'''

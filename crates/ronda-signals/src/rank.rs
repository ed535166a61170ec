//! Cross-sectional percentile ranks.

use crate::signal::MonthlySignal;
use std::cmp::Ordering;

/// Percentile ranks in `(0, 1]`: average rank for ties, divided by count.
///
/// The smallest value ranks `1/n` and the largest `1`. Non-finite values get
/// `NaN` and are excluded from the count.
pub fn percentile_ranks(values: &[f64]) -> Vec<f64> {
    let mut order: Vec<usize> = (0..values.len()).filter(|&i| values[i].is_finite()).collect();
    order.sort_by(|&a, &b| values[a].total_cmp(&values[b]));
    let n = order.len() as f64;

    let mut ranks = vec![f64::NAN; values.len()];
    let mut start = 0;
    while start < order.len() {
        let mut end = start + 1;
        while end < order.len() && values[order[end]] == values[order[start]] {
            end += 1;
        }
        // positions start..end share the average of ranks start+1..=end
        let average = (start + 1 + end) as f64 / 2.0;
        for &idx in &order[start..end] {
            ranks[idx] = average / n;
        }
        start = end;
    }
    ranks
}

/// Sort signals by trailing return, highest first; ties by ticker ascending.
pub fn sort_descending(signals: &mut [MonthlySignal]) {
    signals.sort_by(|a, b| {
        b.trailing_return
            .partial_cmp(&a.trailing_return)
            .unwrap_or(Ordering::Equal)
            .then_with(|| a.ticker.cmp(&b.ticker))
    });
}
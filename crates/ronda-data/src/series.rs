//! Single-column monthly return series stored as `date,<name>` CSV files.

use crate::calendar::{month_end, parse_date};
use crate::error::{DataError, Result, require_file};
use chrono::NaiveDate;
use std::collections::BTreeMap;
use std::path::Path;

/// A named monthly return series keyed by month end.
#[derive(Debug, Clone, PartialEq)]
pub struct ReturnSeries {
    /// Series label
    pub name: String,
    /// Month-end dates and returns, sorted by date
    pub points: Vec<(NaiveDate, f64)>,
}

impl ReturnSeries {
    /// Create a series, normalising dates to month ends and sorting them.
    /// Later duplicates of the same month win.
    pub fn new(name: impl Into<String>, points: impl IntoIterator<Item = (NaiveDate, f64)>) -> Self {
        let by_month: BTreeMap<NaiveDate, f64> = points
            .into_iter()
            .map(|(date, value)| (month_end(date), value))
            .collect();
        Self {
            name: name.into(),
            points: by_month.into_iter().collect(),
        }
    }

    /// Load the first value column of a CSV whose first column is a date.
    ///
    /// The series takes `name` when given, otherwise the column header.
    /// Empty or unparsable cells are skipped.
    pub fn load_csv<P: AsRef<Path>>(path: P, name: Option<&str>) -> Result<Self> {
        let path = path.as_ref();
        require_file(path)?;
        let mut reader = csv::ReaderBuilder::new()
            .trim(csv::Trim::All)
            .flexible(true)
            .from_path(path)?;
        let headers = reader.headers()?.clone();
        let column = headers.get(1).ok_or_else(|| {
            DataError::Parse(format!("{}: expected a date column and a value column", path.display()))
        })?;
        let name = name.unwrap_or(column).to_string();

        let mut points = Vec::new();
        for (i, record) in reader.records().enumerate() {
            let record = record?;
            let raw = record.get(0).unwrap_or_default();
            let date = parse_date(raw)
                .ok_or_else(|| DataError::Parse(format!("line {}: invalid date '{raw}'", i + 2)))?;
            if let Some(value) = record.get(1).and_then(|v| v.parse::<f64>().ok())
                && value.is_finite()
            {
                points.push((date, value));
            }
        }
        Ok(Self::new(name, points))
    }

    /// Month-end dates.
    pub fn dates(&self) -> Vec<NaiveDate> {
        self.points.iter().map(|(d, _)| *d).collect()
    }

    /// Return values.
    pub fn values(&self) -> Vec<f64> {
        self.points.iter().map(|(_, v)| *v).collect()
    }

    /// Number of observations.
    pub fn len(&self) -> usize {
        self.points.len()
    }

    /// Whether the series has no observations.
    pub fn is_empty(&self) -> bool {
        self.points.is_empty()
    }

    /// Value in the month containing `date`.
    pub fn get(&self, date: NaiveDate) -> Option<f64> {
        let key = month_end(date);
        self.points
            .binary_search_by_key(&key, |(d, _)| *d)
            .ok()
            .map(|i| self.points[i].1)
    }

    /// Months present in both series, with the values of each.
    pub fn align(&self, other: &Self) -> Vec<(NaiveDate, f64, f64)> {
        self.points
            .iter()
            .filter_map(|(date, a)| other.get(*date).map(|b| (*date, *a, b)))
            .collect()
    }
}

#[cfg(test)]
mod tests {
    use super::*;

    fn d(y: i32, m: u32, day: u32) -> NaiveDate {
        NaiveDate::from_ymd_opt(y, m, day).unwrap()
    }

    #[test]
    fn test_new_normalises_dates() {
        let series = ReturnSeries::new("s", vec![(d(2020, 2, 3), 0.02), (d(2020, 1, 31), 0.01)]);
        assert_eq!(series.dates(), vec![d(2020, 1, 31), d(2020, 2, 29)]);
        assert_eq!(series.get(d(2020, 2, 10)), Some(0.02));
        assert_eq!(series.get(d(2020, 3, 31)), None);
    }

    #[test]
    fn test_load_csv_uses_header_name() {
        let path = std::env::temp_dir().join("ronda_series.csv");
        std::fs::write(&path, "date,net\n2020-01-31,0.01\n2020-02-29,\n2020-03-31,-0.02\n").unwrap();

        let series = ReturnSeries::load_csv(&path, None).unwrap();
        assert_eq!(series.name, "net");
        assert_eq!(series.len(), 2);

        let renamed = ReturnSeries::load_csv(&path, Some("Strategy")).unwrap();
        assert_eq!(renamed.name, "Strategy");
    }

    #[test]
    fn test_align() {
        let a = ReturnSeries::new("a", vec![(d(2020, 1, 31), 0.01), (d(2020, 2, 29), 0.02)]);
        let b = ReturnSeries::new("b", vec![(d(2020, 2, 29), 0.05), (d(2020, 3, 31), 0.03)]);
        assert_eq!(a.align(&b), vec![(d(2020, 2, 29), 0.02, 0.05)]);
    }
}
//! Monthly rebalanced backtest engine.
//!
//! Each holding month `t` the engine scores the eligible tickers with the
//! signal, builds a fresh snapshot, charges costs on the turnover from the
//! previous book, and earns the month's returns on the new weights.

use crate::cost::{CostModel, drift, turnover};
use crate::error::{BacktestError, Result};
use crate::portfolio::{PortfolioConfig, PortfolioConstructor, PortfolioSnapshot};
use chrono::NaiveDate;
use ndarray::Array2;
use ronda_data::PricePanel;
use ronda_signals::CrossSectionalSignal;
use serde::{Deserialize, Serialize};
use std::collections::{BTreeMap, BTreeSet};
use tracing::{debug, info};

/// Backtesting configuration.
#[derive(Debug, Clone, Copy, PartialEq, Default, Serialize, Deserialize)]
#[serde(default)]
pub struct BacktestConfig {
    /// Portfolio construction
    pub portfolio: PortfolioConfig,
    /// Transaction costs
    pub costs: CostModel,
    /// First holding month to trade (inclusive)
    pub start: Option<NaiveDate>,
    /// Last holding month to trade (inclusive)
    pub end: Option<NaiveDate>,
}

/// Outcome of one holding month.
#[derive(Debug, Clone, PartialEq, Serialize, Deserialize)]
pub struct MonthRecord {
    /// Holding month (month end)
    pub month: NaiveDate,
    /// Return before costs
    pub gross_return: f64,
    /// Sum of absolute weight changes at formation
    pub turnover: f64,
    /// Cost charged for the turnover
    pub cost: f64,
    /// Return after costs
    pub net_return: f64,
    /// Names in the long leg
    pub n_long: usize,
    /// Names in the short leg
    pub n_short: usize,
}

/// Monthly results of a backtest, in month order.
#[derive(Debug, Clone, Serialize, Deserialize)]
pub struct BacktestResult {
    signal: String,
    records: Vec<MonthRecord>,
    snapshots: Vec<PortfolioSnapshot>,
}

impl BacktestResult {
    /// Name of the signal that was traded.
    pub fn signal(&self) -> &str {
        &self.signal
    }

    /// One record per traded month.
    pub fn records(&self) -> &[MonthRecord] {
        &self.records
    }

    /// Holdings per traded month.
    pub fn snapshots(&self) -> &[PortfolioSnapshot] {
        &self.snapshots
    }

    /// Number of traded months.
    pub fn len(&self) -> usize {
        self.records.len()
    }

    /// Whether no month was traded.
    pub fn is_empty(&self) -> bool {
        self.records.is_empty()
    }

    /// Holding months.
    pub fn months(&self) -> Vec<NaiveDate> {
        self.records.iter().map(|r| r.month).collect()
    }

    /// Returns before costs.
    pub fn gross_returns(&self) -> Vec<f64> {
        self.records.iter().map(|r| r.gross_return).collect()
    }

    /// Returns after costs.
    pub fn net_returns(&self) -> Vec<f64> {
        self.records.iter().map(|r| r.net_return).collect()
    }

    /// Turnover per month.
    pub fn turnover(&self) -> Vec<f64> {
        self.records.iter().map(|r| r.turnover).collect()
    }

    /// Net returns recomputed under a different cost level.
    pub fn net_returns_at(&self, cost_bps: f64) -> Vec<f64> {
        self.records
            .iter()
            .map(|r| r.gross_return - r.turnover * cost_bps / 10_000.0)
            .collect()
    }

    /// Total cost paid over the backtest.
    pub fn total_cost(&self) -> f64 {
        self.records.iter().map(|r| r.cost).sum()
    }
}

/// Backtesting engine.
#[derive(Debug, Clone)]
pub struct Backtest {
    config: BacktestConfig,
    constructor: PortfolioConstructor,
}

impl Backtest {
    /// Create a backtest from a validated configuration.
    pub fn new(config: BacktestConfig) -> Result<Self> {
        config.costs.validate()?;
        if let (Some(start), Some(end)) = (config.start, config.end)
            && start > end
        {
            return Err(BacktestError::InvalidConfig(format!(
                "start {start} is after end {end}"
            )));
        }
        Ok(Self {
            constructor: PortfolioConstructor::new(config.portfolio)?,
            config,
        })
    }

    /// The configuration in use.
    pub const fn config(&self) -> &BacktestConfig {
        &self.config
    }

    /// Run `signal` over the panel.
    ///
    /// # Arguments
    /// * `panel` - Month-end prices
    /// * `returns` - Monthly returns aligned with `panel` (cleaned as desired)
    /// * `eligible` - Per panel month, the tickers that may be held that month
    ///
    /// Trading starts at the first month with enough history for the signal.
    /// A held ticker without a return that month contributes zero.
    pub fn run<S: CrossSectionalSignal>(
        &self,
        signal: &S,
        panel: &PricePanel,
        returns: &Array2<f64>,
        eligible: &[BTreeSet<String>],
    ) -> Result<BacktestResult> {
        let n_months = panel.n_months();
        if returns.dim() != (n_months, panel.n_tickers()) {
            return Err(BacktestError::DimensionMismatch {
                expected: format!("{}x{} returns", n_months, panel.n_tickers()),
                actual: format!("{}x{}", returns.nrows(), returns.ncols()),
            });
        }
        if eligible.len() != n_months {
            return Err(BacktestError::DimensionMismatch {
                expected: format!("{n_months} eligibility sets"),
                actual: eligible.len().to_string(),
            });
        }

        let first = signal.min_history().max(1);
        let in_window = |month: NaiveDate| {
            self.config.start.is_none_or(|s| month >= s) && self.config.end.is_none_or(|e| month <= e)
        };
        let trade_months: Vec<usize> = (first..n_months)
            .filter(|&t| in_window(panel.months()[t]))
            .collect();
        if trade_months.is_empty() {
            return Err(BacktestError::NoPeriods(format!(
                "{} months of prices, signal {} needs {} months of history",
                n_months,
                signal.name(),
                first
            )));
        }

        let month_return = |t: usize, ticker: &str| -> Option<f64> {
            panel
                .ticker_index(ticker)
                .map(|j| returns[[t, j]])
                .filter(|r| r.is_finite())
        };

        let mut records = Vec::with_capacity(trade_months.len());
        let mut snapshots: Vec<PortfolioSnapshot> = Vec::with_capacity(trade_months.len());
        let mut previous: BTreeMap<String, f64> = BTreeMap::new();

        for t in trade_months {
            let month = panel.months()[t];
            let signals = signal.score_month(panel, &eligible[t], t)?;
            let snapshot = self.constructor.build(month, &signals);

            let traded = turnover(&previous, &snapshot.weights);
            let cost = self.config.costs.cost(traded);
            let gross: f64 = snapshot
                .weights
                .iter()
                .map(|(ticker, w)| w * month_return(t, ticker).unwrap_or(0.0))
                .sum();

            debug!(
                %month,
                scored = signals.len(),
                long = snapshot.long_tickers.len(),
                short = snapshot.short_tickers.len(),
                gross,
                turnover = traded,
                "rebalanced"
            );

            records.push(MonthRecord {
                month,
                gross_return: gross,
                turnover: traded,
                cost,
                net_return: gross - cost,
                n_long: snapshot.long_tickers.len(),
                n_short: snapshot.short_tickers.len(),
            });

            previous = if self.config.costs.drift_weights {
                drift(&snapshot.weights, |ticker| month_return(t, ticker))
            } else {
                snapshot.weights.clone()
            };
            snapshots.push(snapshot);
        }

        let result = BacktestResult {
            signal: signal.name().to_string(),
            records,
            snapshots,
        };
        info!(
            signal = result.signal(),
            months = result.len(),
            total_cost = result.total_cost(),
            "backtest complete"
        );
        Ok(result)
    }
}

'''

ABOUT THIS EXERCISE. All lines from the listing above that include "before" should be shown.

THE COMPLETED TASK.
    /// Return before costs
    /// Returns before costs.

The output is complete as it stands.